M.Eymür- Hayır hayır, Gerçekleri konuşuyorum. Söylediklerimde gerçek yoksa. Kendi öz eleştirinizi yaptığınız zaman birtakım hatalar yaptığınızı kabul ediyorsunuz.

H.Yalçın- Tabii.

M.Eymür- Yarın gene bir öz eleştiri yapıp bunünki faaliyetlerimizde hata yaptık diyebilir misiniz?.

H.Yalçın- Hata yapmamak mümkün değil. Hatalar yapılıyor. Meziyet hataları görüp düzeltmek, hata yaptık onu düzeltiyoruz demektir.

Marksist, Anti-Sovyet, Maoist, PKK'cı, Kemalist, Militarist

Peki, yıllardır belli bir çizgiyi tutturamayan, bir gün Marksist, bir gün Anti-Sovyet, bir başka gün Mao'cu, PKK'cı olan, bir "özeleştiri" yapıp kılıktan kılığa giren Doğu Perinçek kim?

Doğu Perinçek 1969 yılında Milli Demokratik Devrim konusunda Mihri Belli ile arasında görüş ayrılığı çıkması üzerine, bir sol grubun liderliğini üstlenmişti. 1978 yılında Perinçek Siyasi bir parti kurdu ve genel başkanlığını üstlendi.

Partinin amaçları arasında " fırsat kollamak, uzun süreli bir çalışma ve mücadele yürütmek, düşmanı daraltmak, birleşebilenecek bütün güçlerle birleşmek" gibi yöntemler vardı. Legal olanaklar sonuna kadar kullanılarak güçlenmeli, silahlı eylemler ilerideki aşamada düşünülmeliydi.

12 Eylülden sonra Perinçek, hemen taktik değiştirdi. Partisine, yasalara dikkat edilmesini, yönetim aleyhine herhangi bir tavır alınmamasını, aleyhte söz söylenmemesini tembih ediyordu. Taktikleri fayda vermedi, askeri yönetim diğerleri gibi bu partiyi de kapattı.

Perinçek, 1988'de yeni bir parti kurdu.

Milli Demokratik Devrim

Yeni parti, "Milli Demokratik Devrim" stratejisini benimsemekte ve sosyalist bir devlet biçimini amaçlamaktaydı.

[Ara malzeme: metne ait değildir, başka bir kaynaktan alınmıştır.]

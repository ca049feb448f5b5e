use chrono::{DateTime, Utc};
use serde::{Deserialize, Serialize};

/// Device record as provisioned by the management surface.
#[derive(Debug, Clone, sqlx::FromRow)]
pub struct Device {
    pub id: String,
    pub organization_id: String,
    pub template_id: String,
    /// None once the credential has been revoked.
    pub auth_token: Option<String>,
    pub status: Option<String>,
    pub last_seen: Option<DateTime<Utc>>,
}

/// Datastream declaration, owned by a template. (template_id, pin) is unique.
#[derive(Debug, Clone, sqlx::FromRow)]
pub struct Datastream {
    pub id: String,
    pub template_id: String,
    pub name: String,
    pub pin: String,
    pub data_type: String,
    pub min_value: Option<f64>,
    pub max_value: Option<f64>,
    pub default_value: Option<String>,
}

/// Device liveness as tracked on the device row.
#[derive(Debug, Clone, Copy, PartialEq, Eq)]
pub enum DeviceStatus {
    Online,
    Offline,
}

impl DeviceStatus {
    pub fn as_str(self) -> &'static str {
        match self {
            DeviceStatus::Online => "ONLINE",
            DeviceStatus::Offline => "OFFLINE",
        }
    }

    pub fn parse(s: &str) -> Option<Self> {
        match s.to_ascii_uppercase().as_str() {
            "ONLINE" => Some(DeviceStatus::Online),
            "OFFLINE" => Some(DeviceStatus::Offline),
            _ => None,
        }
    }
}

/// A value as reported by a device, before any type coercion.
#[derive(Debug, Clone, PartialEq, Serialize, Deserialize)]
#[serde(untagged)]
pub enum RawValue {
    Bool(bool),
    Int(i64),
    Float(f64),
    Text(String),
}

/// A value after coercion to its datastream's declared type.
///
/// Serializes as the bare JSON value, without a type wrapper.
#[derive(Debug, Clone, PartialEq, Serialize, Deserialize)]
#[serde(untagged)]
pub enum TypedValue {
    Bool(bool),
    Long(i64),
    Double(f64),
    Text(String),
}

/// Storage-boundary shape of one typed value: four nullable columns, exactly
/// one populated.
#[derive(Debug, Clone, Default, PartialEq, sqlx::FromRow)]
pub struct ValueSlots {
    pub long_value: Option<i64>,
    pub double_value: Option<f64>,
    pub bool_value: Option<bool>,
    pub string_value: Option<String>,
}

impl From<&TypedValue> for ValueSlots {
    fn from(value: &TypedValue) -> Self {
        let mut slots = ValueSlots::default();
        match value {
            TypedValue::Bool(b) => slots.bool_value = Some(*b),
            TypedValue::Long(n) => slots.long_value = Some(*n),
            TypedValue::Double(f) => slots.double_value = Some(*f),
            TypedValue::Text(s) => slots.string_value = Some(s.clone()),
        }
        slots
    }
}

/// Immutable telemetry history row.
#[derive(Debug, Clone, sqlx::FromRow)]
pub struct TelemetryRow {
    pub id: String,
    pub device_id: String,
    pub datastream_id: String,
    #[sqlx(flatten)]
    pub value: ValueSlots,
    pub ts: DateTime<Utc>,
    pub reported_at: DateTime<Utc>,
}

/// Inbound telemetry payload for a single pin.
#[derive(Debug, Clone, Serialize, Deserialize)]
pub struct TelemetryPayload {
    pub pin: String,
    pub value: RawValue,
    /// Device-claimed event time in epoch seconds; fractional allowed.
    #[serde(default, skip_serializing_if = "Option::is_none")]
    pub timestamp: Option<f64>,
}

/// Unit broadcast to realtime subscribers after a successful ingestion.
#[derive(Debug, Clone, Serialize)]
#[serde(rename_all = "camelCase")]
pub struct TelemetryEvent {
    pub device_id: String,
    pub datastream_id: String,
    pub timestamp: DateTime<Utc>,
    pub value: TypedValue,
}

/// Outcome report handed back to the transport adapter.
#[derive(Debug, Clone, Serialize)]
#[serde(rename_all = "camelCase")]
pub struct IngestionResult {
    pub success: bool,
    pub device_id: String,
    pub pin: String,
    pub timestamp: DateTime<Utc>,
    /// Elapsed processing time in milliseconds.
    pub duration: u64,
}
use lazy_static::lazy_static;
use prometheus::{Counter, Encoder, Gauge, Histogram, HistogramOpts, Opts, Registry, TextEncoder};

lazy_static! {
    pub static ref REGISTRY: Registry = Registry::new();
    pub static ref MESSAGES_TOTAL: Counter = Counter::with_opts(Opts::new(
        "ingestor_messages_total",
        "Total messages received from MQTT"
    ))
    .unwrap();
    pub static ref INGESTED_TOTAL: Counter = Counter::with_opts(Opts::new(
        "ingestor_ingested_total",
        "Total telemetry points committed"
    ))
    .unwrap();
    pub static ref DROPPED_MESSAGES_TOTAL: Counter = Counter::with_opts(Opts::new(
        "ingestor_dropped_messages_total",
        "Total payloads dropped after validation or storage failure"
    ))
    .unwrap();
    pub static ref REVOKED_DEVICE_MESSAGES_TOTAL: Counter = Counter::with_opts(Opts::new(
        "ingestor_revoked_device_messages_total",
        "Total payloads dropped because the device credential was revoked"
    ))
    .unwrap();
    pub static ref STORAGE_FAILURES_TOTAL: Counter = Counter::with_opts(Opts::new(
        "ingestor_storage_failures_total",
        "Total ingestion transactions that failed to commit"
    ))
    .unwrap();
    pub static ref UNKNOWN_DATA_TYPE_TOTAL: Counter = Counter::with_opts(Opts::new(
        "ingestor_unknown_data_type_total",
        "Total values stored as strings due to an unknown data type"
    ))
    .unwrap();
    pub static ref INGEST_LATENCY_SECONDS: Histogram = Histogram::with_opts(
        HistogramOpts::new(
            "ingestor_ingest_latency_seconds",
            "Time taken to validate and commit one telemetry point"
        )
        .buckets(vec![
            0.001, 0.005, 0.01, 0.025, 0.05, 0.1, 0.25, 0.5, 1.0, 2.5, 5.0
        ])
    )
    .unwrap();
    pub static ref WS_CONNECTIONS: Gauge = Gauge::with_opts(Opts::new(
        "ingestor_ws_connections",
        "Current live websocket connections"
    ))
    .unwrap();
    pub static ref DEVICE_SUBSCRIPTIONS: Gauge = Gauge::with_opts(Opts::new(
        "ingestor_device_subscriptions",
        "Devices with at least one live subscriber"
    ))
    .unwrap();
    pub static ref WS_DELIVERIES_TOTAL: Counter = Counter::with_opts(Opts::new(
        "ingestor_ws_deliveries_total",
        "Total telemetry events delivered to subscribers"
    ))
    .unwrap();
    pub static ref WS_DELIVERY_FAILURES_TOTAL: Counter = Counter::with_opts(Opts::new(
        "ingestor_ws_delivery_failures_total",
        "Total deliveries dropped due to dead or backlogged connections"
    ))
    .unwrap();
}

pub fn init_metrics() {
    REGISTRY.register(Box::new(MESSAGES_TOTAL.clone())).unwrap();
    REGISTRY.register(Box::new(INGESTED_TOTAL.clone())).unwrap();
    REGISTRY
        .register(Box::new(DROPPED_MESSAGES_TOTAL.clone()))
        .unwrap();
    REGISTRY
        .register(Box::new(REVOKED_DEVICE_MESSAGES_TOTAL.clone()))
        .unwrap();
    REGISTRY
        .register(Box::new(STORAGE_FAILURES_TOTAL.clone()))
        .unwrap();
    REGISTRY
        .register(Box::new(UNKNOWN_DATA_TYPE_TOTAL.clone()))
        .unwrap();
    REGISTRY
        .register(Box::new(INGEST_LATENCY_SECONDS.clone()))
        .unwrap();
    REGISTRY.register(Box::new(WS_CONNECTIONS.clone())).unwrap();
    REGISTRY
        .register(Box::new(DEVICE_SUBSCRIPTIONS.clone()))
        .unwrap();
    REGISTRY
        .register(Box::new(WS_DELIVERIES_TOTAL.clone()))
        .unwrap();
    REGISTRY
        .register(Box::new(WS_DELIVERY_FAILURES_TOTAL.clone()))
        .unwrap();
}

pub fn gather_metrics() -> String {
    let encoder = TextEncoder::new();
    let metric_families = REGISTRY.gather();
    let mut buffer = Vec::new();
    encoder.encode(&metric_families, &mut buffer).unwrap();
    String::from_utf8(buffer).unwrap()
}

Parti aynı zamanda, bir zamanlar en büyük düşmanı olan PKK'nın ve Abdullah Öcalan'ın da yanındaydı. PKK'nın propagandasını yapıyordu.

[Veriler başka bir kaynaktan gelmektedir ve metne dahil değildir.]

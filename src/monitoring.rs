// src/monitoring.rs - Health checks, backend diagnostics and request metrics
use actix_web::dev::{Service, ServiceRequest, ServiceResponse, Transform};
use actix_web::{web, HttpResponse};
use chrono::{DateTime, Local};
use serde::Serialize;
use std::future::{ready, Future, Ready};
use std::pin::Pin;
use std::sync::atomic::{AtomicU64, Ordering};
use std::sync::{Arc, Mutex};
use std::task::{Context, Poll};
use std::time::Instant;

use crate::config::{BackendKind, Config};
use crate::db::{Connections, Database};
use crate::error::method_not_allowed;

const RESPONSE_TIME_WINDOW: usize = 1000;

#[derive(Debug, Default)]
pub struct Metrics {
    request_count: AtomicU64,
    error_count: AtomicU64,
    response_times: Mutex<Vec<u64>>,
}

impl Metrics {
    pub fn new() -> Self {
        Self::default()
    }

    pub fn increment_requests(&self) {
        self.request_count.fetch_add(1, Ordering::Relaxed);
    }

    pub fn increment_errors(&self) {
        self.error_count.fetch_add(1, Ordering::Relaxed);
    }

    pub fn record_response_time(&self, time_ms: u64) {
        if let Ok(mut times) = self.response_times.lock() {
            times.push(time_ms);
            if times.len() > RESPONSE_TIME_WINDOW {
                times.remove(0);
            }
        }
    }

    pub fn snapshot(&self) -> MetricsResponse {
        let avg_response_time_ms = match self.response_times.lock() {
            Ok(times) if !times.is_empty() => {
                times.iter().sum::<u64>() as f64 / times.len() as f64
            }
            _ => 0.0,
        };

        MetricsResponse {
            requests_total: self.request_count.load(Ordering::Relaxed),
            errors_total: self.error_count.load(Ordering::Relaxed),
            avg_response_time_ms,
        }
    }
}

#[derive(Debug, Serialize)]
pub struct MetricsResponse {
    pub requests_total: u64,
    pub errors_total: u64,
    pub avg_response_time_ms: f64,
}

// ======== BACKEND STATUS ========

#[derive(Debug, Serialize)]
pub struct DatabaseStatus {
    pub connected: bool,
    pub message: String,
    pub time_checked: DateTime<Local>,
    #[serde(skip_serializing_if = "Option::is_none")]
    pub db_name: Option<String>,
    #[serde(skip_serializing_if = "Option::is_none")]
    pub tables: Option<Vec<String>>,
    pub db_type: String,
}

impl DatabaseStatus {
    fn down(db_type: &str, message: String) -> Self {
        Self {
            connected: false,
            message,
            time_checked: Local::now(),
            db_name: None,
            tables: None,
            db_type: db_type.to_string(),
        }
    }

    /// Pings the handle and, when it answers, lists the schema it points at.
    /// `engine` is the configured engine for this role, reported when no
    /// handle exists.
    pub async fn check(db: Option<&Database>, engine: BackendKind) -> Self {
        let Some(db) = db else {
            log::warn!("{} database handle is not available", engine);
            return Self::down(engine.as_ref(), format!("Database {} tidak tersedia", engine));
        };

        let db_type = db.kind().to_string();
        if !db.ping().await {
            return Self::down(&db_type, format!("Gagal melakukan ping ke database {}", db_type));
        }

        let db_name = match db.database_name().await {
            Ok(name) if !name.is_empty() => Some(name),
            Ok(_) => None,
            Err(e) => {
                log::warn!("Could not read database name from {}: {}", db_type, e);
                None
            }
        };
        let tables = match db.list_tables().await {
            Ok(tables) if !tables.is_empty() => Some(tables),
            Ok(_) => None,
            Err(e) => {
                log::warn!("Could not list tables on {}: {}", db_type, e);
                None
            }
        };

        Self {
            connected: true,
            message: format!("Koneksi database {} aktif", db_type),
            time_checked: Local::now(),
            db_name,
            tables,
            db_type,
        }
    }
}

#[derive(Debug, Serialize)]
pub struct HealthResponse {
    pub main_db_type: String,
    pub primary: DatabaseStatus,
    pub secondary: DatabaseStatus,
}

#[derive(Debug, Serialize)]
pub struct MySqlStatus {
    pub connected: bool,
    pub message: String,
    pub time_checked: DateTime<Local>,
    pub host: String,
    pub port: u16,
    pub user: String,
    pub database: String,
}

pub async fn health_check(connections: web::Data<Connections>) -> HttpResponse {
    let response = HealthResponse {
        main_db_type: connections.main_kind().to_string(),
        primary: DatabaseStatus::check(connections.primary_handle(), connections.main_kind()).await,
        secondary: DatabaseStatus::check(connections.secondary_handle(), BackendKind::MySql).await,
    };
    HttpResponse::Ok().json(response)
}

/// Reports on the SIK MySQL handle together with the configured target.
pub async fn mysql_check(
    connections: web::Data<Connections>,
    config: web::Data<Config>,
) -> HttpResponse {
    let (connected, message) = match connections.secondary() {
        Ok(db) => {
            if db.ping().await {
                (true, "Berhasil terhubung ke database MySQL".to_string())
            } else {
                (false, "Ping database MySQL gagal".to_string())
            }
        }
        Err(e) => (false, e.to_string()),
    };

    let mysql = &config.mysql;
    HttpResponse::Ok().json(MySqlStatus {
        connected,
        message,
        time_checked: Local::now(),
        host: mysql.host.clone(),
        port: mysql.port,
        user: mysql.user.clone(),
        database: mysql.dbname.clone(),
    })
}

pub async fn metrics_endpoint(metrics: web::Data<Arc<Metrics>>) -> HttpResponse {
    HttpResponse::Ok().json(metrics.snapshot())
}

pub fn configure(cfg: &mut web::ServiceConfig) {
    cfg.service(
        web::resource("/api/health")
            .route(web::get().to(health_check))
            .default_service(web::to(method_not_allowed)),
    )
    .service(
        web::resource("/api/mysql-check")
            .route(web::get().to(mysql_check))
            .default_service(web::to(method_not_allowed)),
    )
    .service(
        web::resource("/health/metrics")
            .route(web::get().to(metrics_endpoint))
            .default_service(web::to(method_not_allowed)),
    );
}

// ======== REQUEST METRICS MIDDLEWARE ========

pub struct RequestLogger {
    metrics: Arc<Metrics>,
}

impl RequestLogger {
    pub fn new(metrics: Arc<Metrics>) -> Self {
        Self { metrics }
    }
}

impl<S, B> Transform<S, ServiceRequest> for RequestLogger
where
    S: Service<ServiceRequest, Response = ServiceResponse<B>, Error = actix_web::Error>,
    S::Future: 'static,
    B: 'static,
{
    type Response = ServiceResponse<B>;
    type Error = actix_web::Error;
    type InitError = ();
    type Transform = RequestLoggerMiddleware<S>;
    type Future = Ready<Result<Self::Transform, Self::InitError>>;

    fn new_transform(&self, service: S) -> Self::Future {
        ready(Ok(RequestLoggerMiddleware {
            service,
            metrics: self.metrics.clone(),
        }))
    }
}

pub struct RequestLoggerMiddleware<S> {
    service: S,
    metrics: Arc<Metrics>,
}

impl<S, B> Service<ServiceRequest> for RequestLoggerMiddleware<S>
where
    S: Service<ServiceRequest, Response = ServiceResponse<B>, Error = actix_web::Error>,
    S::Future: 'static,
    B: 'static,
{
    type Response = ServiceResponse<B>;
    type Error = actix_web::Error;
    type Future = Pin<Box<dyn Future<Output = Result<Self::Response, Self::Error>>>>;

    fn poll_ready(&self, ctx: &mut Context<'_>) -> Poll<Result<(), Self::Error>> {
        self.service.poll_ready(ctx)
    }

    fn call(&self, req: ServiceRequest) -> Self::Future {
        let start_time = Instant::now();
        let metrics = self.metrics.clone();
        let fut = self.service.call(req);

        Box::pin(async move {
            metrics.increment_requests();
            let res = fut.await;
            metrics.record_response_time(start_time.elapsed().as_millis() as u64);

            match &res {
                Ok(response) if response.status().is_client_error() || response.status().is_server_error() => {
                    metrics.increment_errors();
                }
                Err(_) => metrics.increment_errors(),
                _ => {}
            }
            res
        })
    }
}

#[cfg(test)]
mod tests {
    use super::*;
    use actix_web::{test, App};

    #[::core::prelude::v1::test]
    fn test_metrics_snapshot() {
        let metrics = Metrics::new();
        assert_eq!(metrics.snapshot().avg_response_time_ms, 0.0);

        metrics.increment_requests();
        metrics.increment_requests();
        metrics.increment_errors();
        metrics.record_response_time(10);
        metrics.record_response_time(30);

        let snap = metrics.snapshot();
        assert_eq!(snap.requests_total, 2);
        assert_eq!(snap.errors_total, 1);
        assert!((snap.avg_response_time_ms - 20.0).abs() < 1e-6);
    }

    #[::core::prelude::v1::test]
    fn test_response_time_window_is_bounded() {
        let metrics = Metrics::new();
        for i in 0..(RESPONSE_TIME_WINDOW as u64 + 10) {
            metrics.record_response_time(i);
        }
        assert_eq!(metrics.response_times.lock().unwrap().len(), RESPONSE_TIME_WINDOW);
    }

    #[actix_web::test]
    async fn test_missing_handle_status() {
        let status = DatabaseStatus::check(None, BackendKind::MySql).await;
        assert!(!status.connected);
        assert_eq!(status.db_type, "mysql");
        assert_eq!(status.message, "Database mysql tidak tersedia");

        let value = serde_json::to_value(&status).unwrap();
        assert!(value.get("db_name").is_none());
        assert!(value.get("tables").is_none());
    }

    #[actix_web::test]
    async fn test_health_endpoints_without_backends() {
        let metrics = Arc::new(Metrics::new());
        let app = test::init_service(
            App::new()
                .wrap(RequestLogger::new(metrics.clone()))
                .app_data(web::Data::new(Connections::new(BackendKind::Postgres, None, None)))
                .app_data(web::Data::new(Config::default()))
                .app_data(web::Data::new(metrics.clone()))
                .configure(configure),
        )
        .await;

        let req = test::TestRequest::get().uri("/api/health").to_request();
        let body: serde_json::Value = test::call_and_read_body_json(&app, req).await;
        assert_eq!(body["main_db_type"], "postgres");
        assert_eq!(body["primary"]["connected"], false);
        assert_eq!(body["primary"]["db_type"], "postgres");
        assert_eq!(body["secondary"]["connected"], false);
        assert_eq!(body["secondary"]["db_type"], "mysql");

        let req = test::TestRequest::get().uri("/api/mysql-check").to_request();
        let body: serde_json::Value = test::call_and_read_body_json(&app, req).await;
        assert_eq!(body["connected"], false);
        assert_eq!(body["host"], "localhost");
        assert_eq!(body["port"], 3306);
        assert_eq!(body["database"], "sik");

        let req = test::TestRequest::post().uri("/api/health").to_request();
        let resp = test::call_service(&app, req).await;
        assert_eq!(resp.status(), actix_web::http::StatusCode::METHOD_NOT_ALLOWED);

        let req = test::TestRequest::get().uri("/health/metrics").to_request();
        let body: serde_json::Value = test::call_and_read_body_json(&app, req).await;
        assert!(body["requests_total"].as_u64().unwrap() >= 3);
        assert_eq!(body["errors_total"], 1);
    }
}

Fabrikatör, 1978 Mart ayının ortalarında "Aydınlık Gazetesini" yayınlamaya başladı.

Partisinin, duvar yazılarına ve sokak afişlerine yansıyan sloganı; “Ne Amerika, Ne Sovyetler Birliği” idi.

Parti, proleter devrimci çizgide, ABD ve Sovyet aleyhtarı, Maoist düşüncede bir görüntü sergiliyordu.

Hedef Sovyet Yayılması

Ara sıra, usulen batı devletlerine çatsa da, esas hedefi "Emperyalist Sovyetler" ve "Sahte TKP" idi.

Bu, Türkiye'de hızla gelişen ve batı için tehlikeli hale gelen Sovyet yanlısı aşırı solu, yeni bir doktrinle bölmek, birbirine düşürmek, parçalamak, etkisiz hale getirmek için düşünülmüş güzel bir operasyondu. Başarılı da oldu.

Ancak, Perinçek'in görevi bununla sınırlı değildi.

Türkiye'de hızla gelişen Sovyet etkinliğini silmek isteyen güçler, Türkiye'nin yönetimi üzerindeki denetimi de arttırmayı amaçlıyorlardı.

Perinçek'in görevi, angaje olduğu güce yakın kişilerin, kadrolaşmasını sağlamaktı.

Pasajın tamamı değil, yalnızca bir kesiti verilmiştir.